DiffESM employs diffusion models to downscale Earth System Model outputs from monthly to daily data, enabling detailed climate analysis with reduced computational costs.

Contribution

This paper introduces a novel use of diffusion models for downscaling climate data, providing high-resolution daily outputs from low-cost monthly emulators.

Findings

DiffESM accurately reproduces ESM daily temperature and precipitation patterns.

The model captures extreme weather event characteristics effectively.

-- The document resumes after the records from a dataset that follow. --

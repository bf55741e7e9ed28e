//! Core error definitions for the Arbiter coordination framework.
//!
//! This crate provides the foundational types shared across the Arbiter
//! workspace: the unified error enum and the result alias every other
//! crate builds on.
//!
//! # Main types
//!
//! - [`ArbiterError`] — Unified error enum for all Arbiter subsystems.
//! - [`ArbiterResult`] — Convenience alias for `Result<T, ArbiterError>`.

/// Tracing subscriber setup.
pub mod telemetry;

use thiserror::Error;

/// Convenience alias for results produced anywhere in the Arbiter workspace.
pub type ArbiterResult<T> = Result<T, ArbiterError>;

/// Top-level error type for the Arbiter coordination core.
///
/// Each variant corresponds to a subsystem that can produce errors.
#[derive(Error, Debug)]
pub enum ArbiterError {
    /// An error from the workload distributor or its task queue.
    #[error("Dispatch error: {0}")]
    Dispatch(String),

    /// An error from the decision aggregation engine.
    #[error("Consensus error: {0}")]
    Consensus(String),

    /// An error in configuration parsing or validation.
    #[error("Config error: {0}")]
    Config(String),

    /// A JSON serialization or deserialization error.
    #[error("JSON error: {0}")]
    Json(#[from] serde_json::Error),

    /// An I/O error (config file loading and the like).
    #[error("IO error: {0}")]
    Io(#[from] std::io::Error),
}

#[cfg(test)]
#[allow(clippy::unwrap_used, clippy::expect_used)]
mod tests {
    use super::*;

    #[test]
    fn test_error_display() {
        let err = ArbiterError::Dispatch("queue full".into());
        assert_eq!(err.to_string(), "Dispatch error: queue full");

        let err = ArbiterError::Config("bad threshold".into());
        assert_eq!(err.to_string(), "Config error: bad threshold");
    }

    #[test]
    fn test_json_error_conversion() {
        let json_err = serde_json::from_str::<serde_json::Value>("not json").unwrap_err();
        let err: ArbiterError = json_err.into();
        assert!(matches!(err, ArbiterError::Json(_)));
    }
}
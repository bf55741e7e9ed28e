//! Multi-strategy decision aggregation for pools of independent agents.
//!
//! Agents cast one verdict each into a [`DecisionRequest`] round; the
//! [`DecisionAggregator`] combines them with a selectable
//! [`AggregationMethod`], resolves disagreement with a
//! [`ConflictStrategy`], and produces a single [`AggregatedDecision`] with
//! traceable reasoning and evidence summaries.
//!
//! # Main types
//!
//! - [`DecisionAggregator`] — Owns pending and completed rounds.
//! - [`AgentDecision`] / [`DecisionRequest`] / [`AggregatedDecision`] —
//!   One voting round's data entities.
//! - [`AgentVotingProfile`] — Per-agent weight and expertise table used
//!   for contextual scoring.
//! - [`ConsensusConfig`] — TOML-loadable tunables.

/// The decision aggregator and its round lifecycle.
pub mod aggregator;
/// TOML-loadable aggregator configuration.
pub mod config;
/// Conflict detection and resolution strategies.
pub mod conflict;
/// Contextual expertise scoring.
pub mod expertise;
/// The aggregation methods.
pub mod methods;
/// Reasoning, evidence, and consensus-level summaries.
pub mod summary;
/// Shared consensus entities.
pub mod types;

pub use aggregator::DecisionAggregator;
pub use config::ConsensusConfig;
pub use expertise::AgentVotingProfile;
pub use methods::MethodOutcome;
pub use types::{
    AgentDecision, AggregatedDecision, AggregationMethod, ConflictStrategy, Decision,
    DecisionRequest, DecisionStatistics, EvidenceStat,
};
use arbiter_core::{ArbiterError, ArbiterResult};
use serde::{Deserialize, Serialize};

/// Tunables for the decision aggregator.
///
/// All fields have serde defaults so a partial TOML table is valid:
///
/// ```toml
/// high_value_threshold = 5000.0
/// domestic_marker = "AR"
/// ```
#[derive(Debug, Clone, Serialize, Deserialize)]
#[serde(default)]
pub struct ConsensusConfig {
    /// Transaction amounts at or above this band as "high_value".
    pub high_value_threshold: f64,
    /// Transaction amounts below this band as "micro".
    pub micro_threshold: f64,
    /// Context location equal to this marker is domestic; anything else
    /// counts as the "international" expertise area.
    pub domestic_marker: String,
    /// Acceptance window applied to rounds built with [`Self::new_request`].
    pub default_timeout_secs: u64,
    /// Verdict floor for timeout-driven aggregation on such rounds.
    pub default_min_agents: usize,
}

impl Default for ConsensusConfig {
    fn default() -> Self {
        Self {
            high_value_threshold: 10_000.0,
            micro_threshold: 10.0,
            domestic_marker: "domestic".to_string(),
            default_timeout_secs: 300,
            default_min_agents: 1,
        }
    }
}

impl ConsensusConfig {
    /// Build a round request carrying this config's timeout and verdict
    /// floor, ready for further builder calls.
    pub fn new_request(
        &self,
        id: impl Into<String>,
        required_agents: Vec<String>,
    ) -> crate::types::DecisionRequest {
        crate::types::DecisionRequest::new(id, required_agents)
            .with_timeout(std::time::Duration::from_secs(self.default_timeout_secs))
            .with_min_agents(self.default_min_agents)
    }

    /// Parse a config from a TOML string and validate it.
    pub fn from_toml_str(raw: &str) -> ArbiterResult<Self> {
        let config: Self =
            toml::from_str(raw).map_err(|e| ArbiterError::Config(e.to_string()))?;
        config.validate()?;
        Ok(config)
    }

    /// Set the amount banding thresholds. The micro band must stay below
    /// the high-value band and both must be non-negative.
    pub fn with_amount_bands(mut self, micro: f64, high_value: f64) -> ArbiterResult<Self> {
        self.micro_threshold = micro;
        self.high_value_threshold = high_value;
        self.validate()?;
        Ok(self)
    }

    /// Set the domestic location marker. Empty markers are rejected.
    pub fn with_domestic_marker(mut self, marker: impl Into<String>) -> ArbiterResult<Self> {
        let marker = marker.into();
        if marker.is_empty() {
            return Err(ArbiterError::Config(
                "domestic_marker must not be empty".into(),
            ));
        }
        self.domestic_marker = marker;
        Ok(self)
    }

    fn validate(&self) -> ArbiterResult<()> {
        if self.micro_threshold < 0.0 || self.high_value_threshold < 0.0 {
            return Err(ArbiterError::Config(
                "amount thresholds must be non-negative".into(),
            ));
        }
        if self.micro_threshold >= self.high_value_threshold {
            return Err(ArbiterError::Config(format!(
                "micro_threshold ({}) must be below high_value_threshold ({})",
                self.micro_threshold, self.high_value_threshold
            )));
        }
        if self.domestic_marker.is_empty() {
            return Err(ArbiterError::Config(
                "domestic_marker must not be empty".into(),
            ));
        }
        if self.default_timeout_secs == 0 {
            return Err(ArbiterError::Config(
                "default_timeout_secs must be positive".into(),
            ));
        }
        if self.default_min_agents == 0 {
            return Err(ArbiterError::Config(
                "default_min_agents must be at least 1".into(),
            ));
        }
        Ok(())
    }
}
use crate::types::{AgentDecision, AggregationMethod, Decision};

/// Verdict and confidence produced by one aggregation method.
#[derive(Debug, Clone, Copy, PartialEq)]
pub struct MethodOutcome {
    /// Winning verdict.
    pub decision: Decision,
    /// Confidence in the winner, in [0, 1].
    pub confidence: f64,
}

/// Expert-override thresholds: the top expert's verdict is adopted only
/// when both its confidence and expertise reach this bar.
const EXPERT_OVERRIDE_BAR: f64 = 0.8;

/// Combine a round's verdicts with the given method.
///
/// An empty slice always yields review at zero confidence rather than an
/// error, for every method.
pub fn aggregate(method: AggregationMethod, decisions: &[AgentDecision]) -> MethodOutcome {
    if decisions.is_empty() {
        return MethodOutcome {
            decision: Decision::Review,
            confidence: 0.0,
        };
    }
    match method {
        AggregationMethod::MajorityVote => majority_vote(decisions),
        AggregationMethod::WeightedVote => weighted_vote(decisions),
        AggregationMethod::Consensus => consensus(decisions),
        AggregationMethod::ExpertOverride => expert_override(decisions),
        AggregationMethod::ConfidenceWeighted => confidence_weighted(decisions),
        AggregationMethod::Hybrid => hybrid(decisions),
    }
}

/// Sum a per-decision mass per verdict value and pick the winner.
///
/// Ties break by `Decision` declaration order: iterating in that order
/// with a strict comparison keeps the earliest-declared value.
fn tally(
    decisions: &[AgentDecision],
    mass: impl Fn(&AgentDecision) -> f64,
) -> (Decision, f64, f64) {
    let mut totals = [0.0f64; Decision::ALL.len()];
    let mut grand_total = 0.0;
    for d in decisions {
        let m = mass(d);
        totals[d.decision.declaration_index()] += m;
        grand_total += m;
    }

    let mut winner = Decision::Approve;
    let mut winner_mass = f64::NEG_INFINITY;
    for value in Decision::ALL {
        let m = totals[value.declaration_index()];
        if m > winner_mass {
            winner = value;
            winner_mass = m;
        }
    }
    (winner, winner_mass, grand_total)
}

fn majority_vote(decisions: &[AgentDecision]) -> MethodOutcome {
    let (winner, count, total) = tally(decisions, |_| 1.0);
    MethodOutcome {
        decision: winner,
        confidence: count / total,
    }
}

fn weighted_vote(decisions: &[AgentDecision]) -> MethodOutcome {
    let (winner, mass, total) = tally(decisions, AgentDecision::effective_weight);
    MethodOutcome {
        decision: winner,
        confidence: if total > 0.0 { mass / total } else { 0.0 },
    }
}

fn consensus(decisions: &[AgentDecision]) -> MethodOutcome {
    let first = decisions[0].decision;
    if decisions.iter().all(|d| d.decision == first) {
        let mean_confidence =
            decisions.iter().map(|d| d.confidence).sum::<f64>() / decisions.len() as f64;
        MethodOutcome {
            decision: first,
            confidence: mean_confidence,
        }
    } else {
        MethodOutcome {
            decision: Decision::Review,
            confidence: 0.5,
        }
    }
}

/// The decision with the highest expertise, ties broken by agent id so the
/// pick does not depend on submission order.
pub(crate) fn top_expert(decisions: &[AgentDecision]) -> Option<&AgentDecision> {
    decisions.iter().max_by(|a, b| {
        a.expertise
            .total_cmp(&b.expertise)
            .then_with(|| b.agent_id.cmp(&a.agent_id))
    })
}

fn expert_override(decisions: &[AgentDecision]) -> MethodOutcome {
    if let Some(expert) = top_expert(decisions) {
        if expert.confidence >= EXPERT_OVERRIDE_BAR && expert.expertise >= EXPERT_OVERRIDE_BAR {
            return MethodOutcome {
                decision: expert.decision,
                confidence: expert.confidence,
            };
        }
    }
    weighted_vote(decisions)
}

fn confidence_weighted(decisions: &[AgentDecision]) -> MethodOutcome {
    let (winner, mass, total) = tally(decisions, |d| d.confidence);
    MethodOutcome {
        decision: winner,
        confidence: if total > 0.0 { mass / total } else { 0.0 },
    }
}

fn hybrid(decisions: &[AgentDecision]) -> MethodOutcome {
    let unanimous = consensus(decisions);
    if unanimous.decision != Decision::Review {
        return unanimous;
    }
    let expert = expert_override(decisions);
    if expert.confidence >= EXPERT_OVERRIDE_BAR {
        return expert;
    }
    confidence_weighted(decisions)
}
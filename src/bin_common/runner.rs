//! Binary runner utilities
//!
//! Provides a standardized way to run binaries with proper
//! logging, heartbeat, and graceful shutdown.

use tracing::info;

/// Configuration for running a binary application
#[derive(Debug, Clone)]
pub struct RunConfig {
    /// Name of the binary (for logging)
    pub name: String,
    /// Heartbeat interval in seconds
    pub heartbeat_interval_secs: u64,
    /// How often the main loop wakes up to check for shutdown
    pub poll_interval_secs: u64,
}

impl RunConfig {
    pub fn new(name: impl Into<String>) -> Self {
        Self {
            name: name.into(),
            heartbeat_interval_secs: 300, // 5 minutes default
            poll_interval_secs: 1,
        }
    }

    pub fn with_heartbeat(mut self, secs: u64) -> Self {
        self.heartbeat_interval_secs = secs;
        self
    }

    pub fn with_poll_interval(mut self, secs: u64) -> Self {
        self.poll_interval_secs = secs.max(1);
        self
    }
}

/// Trait for binary applications
pub trait BinaryRunner {
    /// Run the application main loop
    async fn run(&mut self) -> anyhow::Result<()>;

    fn config(&self) -> &RunConfig;

    /// One-line summary printed in the shutdown banner
    fn stats(&self) -> Option<String> {
        None
    }

    fn print_banner(&self) {
        let config = self.config();
        info!("");
        info!("========================================");
        info!("Starting {}", config.name);
        info!("Press Ctrl+C to stop");
        info!("========================================");
        info!("");
    }

    fn print_shutdown(&self) {
        let config = self.config();
        info!("");
        info!("========================================");
        info!("{} stopped gracefully", config.name);
        if let Some(stats) = self.stats() {
            info!("{}", stats);
        }
        info!("========================================");
    }

    /// Execute the binary with proper initialization and cleanup
    async fn execute(&mut self) -> anyhow::Result<()> {
        self.print_banner();
        let result = self.run().await;
        self.print_shutdown();
        result
    }
}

It significantly reduces computational resources needed for climate simulations.

Abstract

Earth System Models (ESMs) are essential for understanding the interaction between human activities and the Earth's climate. However, the computational demands of ESMs often limit the number of simulations that can be run, hindering the robust analysis of risks associated with extreme weather events. While low-cost climate emulators have emerged as an alternative to emulate ESMs and enable rapid analysis of future climate, many of these emulators only provide output on at most a monthly frequency. This temporal resolution is insufficient for analyzing events that require daily characterization, such as heat waves or heavy precipitation. We propose using diffusion models, a class of generative deep learning models, to effectively downscale ESM output from a monthly to a daily frequency. Trained on a handful of ESM realizations, reflecting a wide range of radiative forcings, our DiffESM model takes monthly mean precipitation or temperature as input, and is capable of producing daily values with statistical characteristics close to ESM output. Combined with a low-cost emulator providing monthly means, this approach requires only a small fraction of the computational resources needed to run a large ensemble. We evaluate model behavior using a number of extreme metrics, showing that DiffESM closely matches the spatio-temporal behavior of the ESM output it emulates in terms of the frequency and spatial characteristics of phenomena such as heat waves, dry spells, or rainfall intensity.